● Assignment
Nothing but the lines from the top of the following entries through the line with "through whole-section replace." should be printed, exactly as they are.

Segment Open

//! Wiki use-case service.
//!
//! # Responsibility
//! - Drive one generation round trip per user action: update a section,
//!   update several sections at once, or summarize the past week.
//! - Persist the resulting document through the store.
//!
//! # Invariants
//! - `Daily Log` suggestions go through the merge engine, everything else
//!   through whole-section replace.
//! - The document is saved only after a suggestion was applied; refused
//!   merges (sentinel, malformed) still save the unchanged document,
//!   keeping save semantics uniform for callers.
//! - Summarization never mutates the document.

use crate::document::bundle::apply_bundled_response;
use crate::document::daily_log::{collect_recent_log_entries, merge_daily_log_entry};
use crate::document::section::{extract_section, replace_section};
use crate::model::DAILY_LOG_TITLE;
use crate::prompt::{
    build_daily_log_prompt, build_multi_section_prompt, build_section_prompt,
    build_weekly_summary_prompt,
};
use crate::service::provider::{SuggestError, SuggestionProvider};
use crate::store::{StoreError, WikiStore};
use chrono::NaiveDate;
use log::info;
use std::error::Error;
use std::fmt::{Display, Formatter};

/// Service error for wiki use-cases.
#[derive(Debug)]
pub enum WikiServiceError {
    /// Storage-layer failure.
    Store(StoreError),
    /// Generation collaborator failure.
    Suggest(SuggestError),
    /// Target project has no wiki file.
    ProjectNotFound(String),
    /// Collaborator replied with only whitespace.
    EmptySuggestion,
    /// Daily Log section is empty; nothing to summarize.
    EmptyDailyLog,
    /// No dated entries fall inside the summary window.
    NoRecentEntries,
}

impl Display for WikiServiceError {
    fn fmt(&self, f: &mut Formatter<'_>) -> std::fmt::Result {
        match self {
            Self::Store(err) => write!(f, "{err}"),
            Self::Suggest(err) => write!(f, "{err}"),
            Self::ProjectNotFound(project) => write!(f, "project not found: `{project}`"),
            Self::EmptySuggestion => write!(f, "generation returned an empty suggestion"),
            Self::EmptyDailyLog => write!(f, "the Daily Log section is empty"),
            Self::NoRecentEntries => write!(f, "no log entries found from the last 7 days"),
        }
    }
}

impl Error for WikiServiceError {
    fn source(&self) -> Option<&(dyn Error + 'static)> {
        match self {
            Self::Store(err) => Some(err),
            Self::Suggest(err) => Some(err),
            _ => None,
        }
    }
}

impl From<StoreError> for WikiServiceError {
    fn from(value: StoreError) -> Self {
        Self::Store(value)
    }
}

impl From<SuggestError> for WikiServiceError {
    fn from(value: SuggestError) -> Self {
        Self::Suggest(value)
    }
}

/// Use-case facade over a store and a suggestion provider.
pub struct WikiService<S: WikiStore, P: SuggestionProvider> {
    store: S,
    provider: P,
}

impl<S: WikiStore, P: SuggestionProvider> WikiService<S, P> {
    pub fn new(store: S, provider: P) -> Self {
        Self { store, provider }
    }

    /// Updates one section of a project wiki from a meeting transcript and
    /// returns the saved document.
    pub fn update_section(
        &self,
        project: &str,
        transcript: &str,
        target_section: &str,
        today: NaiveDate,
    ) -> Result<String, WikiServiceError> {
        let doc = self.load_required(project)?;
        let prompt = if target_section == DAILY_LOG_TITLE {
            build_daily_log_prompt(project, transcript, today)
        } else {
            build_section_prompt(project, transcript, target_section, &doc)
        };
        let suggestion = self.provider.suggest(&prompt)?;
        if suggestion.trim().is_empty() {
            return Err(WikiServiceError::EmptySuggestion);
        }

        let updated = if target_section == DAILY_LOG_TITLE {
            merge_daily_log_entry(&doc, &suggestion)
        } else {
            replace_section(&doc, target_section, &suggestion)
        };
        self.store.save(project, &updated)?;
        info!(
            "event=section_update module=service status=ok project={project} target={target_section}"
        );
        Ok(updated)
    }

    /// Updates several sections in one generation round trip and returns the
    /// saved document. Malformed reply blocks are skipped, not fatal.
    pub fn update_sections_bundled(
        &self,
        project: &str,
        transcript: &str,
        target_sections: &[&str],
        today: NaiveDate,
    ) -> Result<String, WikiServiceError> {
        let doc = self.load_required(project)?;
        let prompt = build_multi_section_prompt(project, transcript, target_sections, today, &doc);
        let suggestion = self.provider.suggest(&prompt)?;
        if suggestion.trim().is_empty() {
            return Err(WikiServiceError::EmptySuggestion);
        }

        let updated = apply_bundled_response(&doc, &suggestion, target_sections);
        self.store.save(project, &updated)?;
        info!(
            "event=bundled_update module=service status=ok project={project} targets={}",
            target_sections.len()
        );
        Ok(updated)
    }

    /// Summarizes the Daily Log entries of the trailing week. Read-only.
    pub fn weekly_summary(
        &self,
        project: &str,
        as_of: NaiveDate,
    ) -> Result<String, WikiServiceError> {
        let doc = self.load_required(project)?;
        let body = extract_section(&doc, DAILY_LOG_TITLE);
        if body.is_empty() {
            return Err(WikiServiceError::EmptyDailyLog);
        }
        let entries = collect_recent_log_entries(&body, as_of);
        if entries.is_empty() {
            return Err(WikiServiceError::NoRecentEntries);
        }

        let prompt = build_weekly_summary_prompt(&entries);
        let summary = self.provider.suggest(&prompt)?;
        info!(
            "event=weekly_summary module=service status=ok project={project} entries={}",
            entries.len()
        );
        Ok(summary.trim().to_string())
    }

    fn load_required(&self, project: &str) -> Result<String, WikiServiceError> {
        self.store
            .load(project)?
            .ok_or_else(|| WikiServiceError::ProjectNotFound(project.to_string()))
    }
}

Segment Closed

● Solution
//! Wiki use-case service.
//!
//! # Responsibility
//! - Drive one generation round trip per user action: update a section,
//!   update several sections at once, or summarize the past week.
//! - Persist the resulting document through the store.
//!
//! # Invariants
//! - `Daily Log` suggestions go through the merge engine, everything else
//!   through whole-section replace.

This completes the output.